*** Opening of PROVIDED RECORDS ***

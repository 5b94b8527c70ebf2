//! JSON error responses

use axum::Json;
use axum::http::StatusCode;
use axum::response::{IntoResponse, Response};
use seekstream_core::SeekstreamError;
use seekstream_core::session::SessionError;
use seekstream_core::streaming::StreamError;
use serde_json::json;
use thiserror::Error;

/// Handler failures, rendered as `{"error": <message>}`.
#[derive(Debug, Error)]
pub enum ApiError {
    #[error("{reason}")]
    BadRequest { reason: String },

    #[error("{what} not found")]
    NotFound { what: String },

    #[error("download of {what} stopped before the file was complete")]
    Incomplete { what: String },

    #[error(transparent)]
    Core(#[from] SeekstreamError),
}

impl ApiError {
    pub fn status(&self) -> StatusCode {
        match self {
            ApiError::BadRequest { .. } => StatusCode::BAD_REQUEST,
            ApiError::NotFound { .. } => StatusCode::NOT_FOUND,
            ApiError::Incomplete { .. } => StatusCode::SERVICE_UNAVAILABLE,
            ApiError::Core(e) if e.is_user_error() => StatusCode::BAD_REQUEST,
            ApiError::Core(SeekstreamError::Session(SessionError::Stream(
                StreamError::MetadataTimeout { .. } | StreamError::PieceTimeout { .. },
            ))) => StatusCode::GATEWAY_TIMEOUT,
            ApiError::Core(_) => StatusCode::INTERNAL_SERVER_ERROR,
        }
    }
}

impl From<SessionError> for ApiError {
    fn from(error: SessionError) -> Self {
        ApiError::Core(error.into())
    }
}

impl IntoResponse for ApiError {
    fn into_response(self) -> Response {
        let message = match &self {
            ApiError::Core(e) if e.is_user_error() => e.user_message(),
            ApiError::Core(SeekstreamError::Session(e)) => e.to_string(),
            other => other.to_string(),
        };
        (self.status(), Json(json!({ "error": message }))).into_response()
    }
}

*** Close of PROVIDED RECORDS ***
*** Opening of PROVIDED RECORDS ***

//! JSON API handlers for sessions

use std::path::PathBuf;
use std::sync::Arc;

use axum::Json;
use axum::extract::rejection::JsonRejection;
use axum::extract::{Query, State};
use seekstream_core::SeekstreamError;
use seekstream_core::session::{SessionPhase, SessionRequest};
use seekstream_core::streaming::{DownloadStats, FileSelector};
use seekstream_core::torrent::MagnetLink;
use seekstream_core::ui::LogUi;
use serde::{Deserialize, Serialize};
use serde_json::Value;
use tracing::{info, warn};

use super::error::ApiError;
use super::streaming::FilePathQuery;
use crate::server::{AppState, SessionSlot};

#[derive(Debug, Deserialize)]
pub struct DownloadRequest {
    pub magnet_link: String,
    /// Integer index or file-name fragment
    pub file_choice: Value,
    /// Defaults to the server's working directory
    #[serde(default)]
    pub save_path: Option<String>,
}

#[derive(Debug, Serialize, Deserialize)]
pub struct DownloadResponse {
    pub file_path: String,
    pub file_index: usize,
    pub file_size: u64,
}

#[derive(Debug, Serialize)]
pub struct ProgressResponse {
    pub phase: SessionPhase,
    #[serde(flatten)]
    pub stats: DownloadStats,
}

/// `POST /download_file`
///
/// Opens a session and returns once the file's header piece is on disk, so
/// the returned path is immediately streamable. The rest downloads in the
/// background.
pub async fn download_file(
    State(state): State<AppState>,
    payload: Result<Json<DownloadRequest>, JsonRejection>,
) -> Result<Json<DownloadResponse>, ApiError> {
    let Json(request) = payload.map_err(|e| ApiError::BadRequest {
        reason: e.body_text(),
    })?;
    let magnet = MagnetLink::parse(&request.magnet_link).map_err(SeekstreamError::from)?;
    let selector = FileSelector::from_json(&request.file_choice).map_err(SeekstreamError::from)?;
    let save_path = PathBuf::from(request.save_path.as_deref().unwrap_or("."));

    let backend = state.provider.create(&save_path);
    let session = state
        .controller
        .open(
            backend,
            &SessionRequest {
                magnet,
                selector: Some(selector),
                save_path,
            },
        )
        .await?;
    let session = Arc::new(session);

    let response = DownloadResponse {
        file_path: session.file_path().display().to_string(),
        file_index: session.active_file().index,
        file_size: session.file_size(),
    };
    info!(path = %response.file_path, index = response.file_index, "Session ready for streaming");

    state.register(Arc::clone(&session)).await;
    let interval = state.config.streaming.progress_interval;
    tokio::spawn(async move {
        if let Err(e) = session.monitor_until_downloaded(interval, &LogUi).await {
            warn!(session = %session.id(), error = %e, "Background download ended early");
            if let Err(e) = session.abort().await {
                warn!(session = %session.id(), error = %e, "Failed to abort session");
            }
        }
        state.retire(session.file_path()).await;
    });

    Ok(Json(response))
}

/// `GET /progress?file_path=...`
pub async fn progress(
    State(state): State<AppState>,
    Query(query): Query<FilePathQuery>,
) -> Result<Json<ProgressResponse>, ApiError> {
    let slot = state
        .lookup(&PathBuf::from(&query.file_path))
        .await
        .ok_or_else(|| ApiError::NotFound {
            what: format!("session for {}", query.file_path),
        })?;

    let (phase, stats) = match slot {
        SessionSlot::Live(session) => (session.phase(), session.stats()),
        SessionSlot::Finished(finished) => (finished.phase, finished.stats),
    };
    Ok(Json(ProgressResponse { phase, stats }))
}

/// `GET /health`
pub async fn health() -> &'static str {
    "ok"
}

*** Close of PROVIDED RECORDS ***
*** Opening of PROVIDED RECORDS ***

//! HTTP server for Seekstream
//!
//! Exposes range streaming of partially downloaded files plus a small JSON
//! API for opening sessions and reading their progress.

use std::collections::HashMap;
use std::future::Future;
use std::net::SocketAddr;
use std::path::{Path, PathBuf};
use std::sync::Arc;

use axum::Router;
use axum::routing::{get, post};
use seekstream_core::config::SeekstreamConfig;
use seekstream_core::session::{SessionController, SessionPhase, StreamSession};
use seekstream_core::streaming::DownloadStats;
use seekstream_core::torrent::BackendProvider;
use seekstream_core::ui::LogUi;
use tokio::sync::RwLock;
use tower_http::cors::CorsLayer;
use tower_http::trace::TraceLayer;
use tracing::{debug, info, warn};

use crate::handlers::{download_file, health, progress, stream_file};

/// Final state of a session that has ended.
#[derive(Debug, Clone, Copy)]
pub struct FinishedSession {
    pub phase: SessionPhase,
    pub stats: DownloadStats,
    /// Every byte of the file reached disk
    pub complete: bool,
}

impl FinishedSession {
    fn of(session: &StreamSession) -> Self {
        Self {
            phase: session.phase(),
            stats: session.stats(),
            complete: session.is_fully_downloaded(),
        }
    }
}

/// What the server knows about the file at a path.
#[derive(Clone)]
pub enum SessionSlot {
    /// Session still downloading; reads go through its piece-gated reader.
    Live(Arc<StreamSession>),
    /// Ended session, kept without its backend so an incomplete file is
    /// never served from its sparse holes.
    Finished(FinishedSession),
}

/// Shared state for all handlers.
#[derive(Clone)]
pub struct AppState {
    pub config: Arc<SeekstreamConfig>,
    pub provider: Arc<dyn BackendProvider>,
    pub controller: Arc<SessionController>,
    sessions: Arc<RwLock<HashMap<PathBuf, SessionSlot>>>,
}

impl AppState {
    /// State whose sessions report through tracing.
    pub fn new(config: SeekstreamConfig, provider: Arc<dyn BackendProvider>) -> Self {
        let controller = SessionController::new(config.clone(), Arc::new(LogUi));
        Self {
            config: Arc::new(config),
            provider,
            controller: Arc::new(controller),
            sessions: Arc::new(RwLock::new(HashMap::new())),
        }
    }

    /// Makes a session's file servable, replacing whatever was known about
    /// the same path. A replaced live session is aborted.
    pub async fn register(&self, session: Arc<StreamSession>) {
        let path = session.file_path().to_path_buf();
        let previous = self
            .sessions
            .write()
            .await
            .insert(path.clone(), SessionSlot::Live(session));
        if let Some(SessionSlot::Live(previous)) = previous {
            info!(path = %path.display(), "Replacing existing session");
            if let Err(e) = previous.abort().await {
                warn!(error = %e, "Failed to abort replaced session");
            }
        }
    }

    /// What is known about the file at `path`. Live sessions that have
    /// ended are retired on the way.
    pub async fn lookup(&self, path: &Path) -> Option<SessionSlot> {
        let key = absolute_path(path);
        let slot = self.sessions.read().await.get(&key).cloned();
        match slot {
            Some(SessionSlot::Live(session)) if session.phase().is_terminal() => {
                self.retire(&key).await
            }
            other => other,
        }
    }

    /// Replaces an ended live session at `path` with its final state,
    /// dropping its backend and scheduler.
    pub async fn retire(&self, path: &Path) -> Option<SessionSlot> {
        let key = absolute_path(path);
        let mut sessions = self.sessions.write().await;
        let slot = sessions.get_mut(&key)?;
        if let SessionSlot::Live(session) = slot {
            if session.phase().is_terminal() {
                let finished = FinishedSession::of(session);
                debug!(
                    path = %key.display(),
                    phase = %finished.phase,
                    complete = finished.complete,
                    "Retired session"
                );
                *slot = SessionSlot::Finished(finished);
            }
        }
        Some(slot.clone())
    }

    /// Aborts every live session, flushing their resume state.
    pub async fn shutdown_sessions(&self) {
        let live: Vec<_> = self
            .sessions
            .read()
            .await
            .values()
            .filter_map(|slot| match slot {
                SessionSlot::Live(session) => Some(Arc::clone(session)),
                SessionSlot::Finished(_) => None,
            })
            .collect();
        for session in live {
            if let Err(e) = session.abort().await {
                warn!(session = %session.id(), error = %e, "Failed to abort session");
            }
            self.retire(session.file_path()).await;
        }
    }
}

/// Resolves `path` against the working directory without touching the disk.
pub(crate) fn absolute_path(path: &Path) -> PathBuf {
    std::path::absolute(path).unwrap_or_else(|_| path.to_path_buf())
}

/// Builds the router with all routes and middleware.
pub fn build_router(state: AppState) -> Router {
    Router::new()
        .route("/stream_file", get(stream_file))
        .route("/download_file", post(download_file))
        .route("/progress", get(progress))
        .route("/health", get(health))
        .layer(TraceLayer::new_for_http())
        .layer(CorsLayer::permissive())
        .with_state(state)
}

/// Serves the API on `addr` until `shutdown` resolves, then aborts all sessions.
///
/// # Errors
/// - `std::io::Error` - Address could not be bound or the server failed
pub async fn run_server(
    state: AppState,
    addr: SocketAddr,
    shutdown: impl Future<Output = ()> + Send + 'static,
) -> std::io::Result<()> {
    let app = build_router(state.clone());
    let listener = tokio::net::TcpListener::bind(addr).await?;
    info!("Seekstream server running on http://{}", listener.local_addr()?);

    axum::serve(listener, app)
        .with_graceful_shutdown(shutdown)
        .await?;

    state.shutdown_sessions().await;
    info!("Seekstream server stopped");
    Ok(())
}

*** Close of PROVIDED RECORDS ***

TASK TO COMPLETE ▸
Go through the records above and return every line that holds the string "StatusCode".

WRITTEN RESPONSE ▸
use axum::http::StatusCode;
    pub fn status(&self) -> StatusCode {
            ApiError::BadRequest { .. } => StatusCode::BAD_REQUEST,
            ApiError::NotFound { .. } => StatusCode::NOT_FOUND,
            ApiError::Incomplete { .. } => StatusCode::SERVICE_UNAVAILABLE,
            ApiError::Core(e) if e.is_user_error() => StatusCode::BAD_REQUEST,
            ))) => StatusCode::GATEWAY_TIMEOUT,
            ApiError::Core(_) => StatusCode::INTERNAL_SERVER_ERROR,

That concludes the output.